Befitting its 1970s origins, Superman is essentially a disaster film. This was the decade where movies like Airport and The Towering Inferno dominated the box office, and although that fad had already slowed down by 1978, Superman is squarely indebted to it. Christopher Reeve’s Superman barely fights any crime—there’s a single montage of him busting thieves and robbers, and it weirdly ends with a now-unacceptable joke about a child getting smacked (off-screen) for “lying” about Superman. Most of the movie focuses on establishing Superman’s personal life—his birth on Krypton, his childhood and teen years in Kansas, his appearance as Clark Kent in Metropolis, and his burgeoning romance with Lois Lane (Margot Kidder), where his two personas make up two sides of a love triangle—so that we’ll understand him as a person and care about the characters he cares about once things go awry. The movie’s too-long climax is pure disaster turf, with Superman saving California from an earthquake engineered by Lex Luthor (Gene Hackman). It runs through a litany of backlot studio tour special effects set pieces—explosions, collapsing dams, a train speeding towards a bridge that no longer exists—and shows us how Superman saves the day in every situation. It’s like watching a compilation of different ‘70s disaster flicks, but with Superman miraculously appearing in every one.

A young viewer today probably wouldn’t know what to make of this movie. It’s dated in a way that Tim Burton’s first Batman movie, which came out just 11 years later, isn’t, and that’s why Batman should probably get the credit for being the first modern superhero movie. Superman is its own weird thing, and although that might sound like a criticism, it’s actually a major reason why the movie holds up so well today. It’s also a direct result of the very nature of Superman as a character.

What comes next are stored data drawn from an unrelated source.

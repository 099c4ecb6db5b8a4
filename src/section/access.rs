use super::*;

impl Section {
    /// Look up the raw value under `container'key`.
    pub fn find_value(&self, path: &str) -> Option<&Value> {
        let (container, key) = resolver::split_last(path);
        let section = match container {
            Some(container) => self.find(container)?,
            None => self,
        };
        section.attributes.get(key)
    }

    /// Get a typed value using `'`-separated paths.
    ///
    /// # Examples
    /// ```
    /// # use xcl::Section;
    /// # fn main() -> Result<(), xcl::XclError> {
    /// let config: Section = "[server]\nhost = s'localhost\nport = u'8080\n".parse()?;
    /// let host: String = config.get("server'host")?;
    /// let port: u64 = config.get("server'port")?;
    /// assert_eq!((host.as_str(), port), ("localhost", 8080));
    /// # Ok(())
    /// # }
    /// ```
    ///
    /// # Errors
    /// [`XclError::NotFound`] if nothing is stored there, [`XclError::TypeMismatch`]
    /// if the stored tag is not the one `T` expects.
    pub fn get<T>(&self, path: &str) -> Result<T, XclError>
    where
        T: TryFrom<Value, Error = XclError>,
    {
        self.get_optional(path)?
            .ok_or_else(|| XclError::not_found(path))
    }

    /// Get an optional typed value - returns `None` if the key doesn't exist.
    ///
    /// A value stored under a different tag is still an error.
    pub fn get_optional<T>(&self, path: &str) -> Result<Option<T>, XclError>
    where
        T: TryFrom<Value, Error = XclError>,
    {
        match self.find_value(path) {
            Some(value) => T::try_from(value.clone())
                .map(Some)
                .map_err(|e| e.at_path(path)),
            None => Ok(None),
        }
    }

    /// Get a value with a fallback default.
    ///
    /// The default also covers a value stored under a different tag; use
    /// [`Section::get_optional`] to see the type mismatch.
    pub fn get_or<T>(&self, path: &str, default: T) -> T
    where
        T: TryFrom<Value, Error = XclError>,
    {
        self.get(path).unwrap_or(default)
    }

    /// Check if a value exists under `path`, whatever its type.
    pub fn has(&self, path: &str) -> bool {
        self.find_value(path).is_some()
    }

    pub fn keys(&self) -> impl Iterator<Item = &str> {
        self.attributes.keys().map(String::as_str)
    }

    pub fn section_names(&self) -> impl Iterator<Item = &str> {
        self.sections.keys().map(String::as_str)
    }
}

Despite the myriad of fantastical abilities that DC creators have given Superman over the decades, his greatest superpower has always been that of hope. Superman isn’t just powered by our solar system’s yellow sun, but by a bottomless well of kindness and decency that inspires his every action. He isn’t just here to save us from crime and misfortune, but to inspire us to be better people. The Superman of the movie addresses criminals with the same earnest cheer that he does everybody else, eschewing the cynical and corrosive vigilante beliefs of Batman and the even more violent antiheroes that proliferated in comics throughout the 1980s. That’s because Superman isn’t seeking vengeance, or even trying to fight crime. He’s there to fight the mindset and circumstances that drive people to crime, with his own unassuming benevolence as a guide, and without judging too harshly those who feel the need to resort to such misdeeds. The film isn’t remotely subtle about its Christ comparisons, but they never feel schmaltzy or belabored, both because of Reeve’s superb performance, and because that’s what Superman has always fundamentally been. Superman realizes that the character isn’t just a superhero but a modern day secular messiah, and that’s why its lengthy scenes of salvation in the face of mass destruction are a more than appropriate way to end this particular story.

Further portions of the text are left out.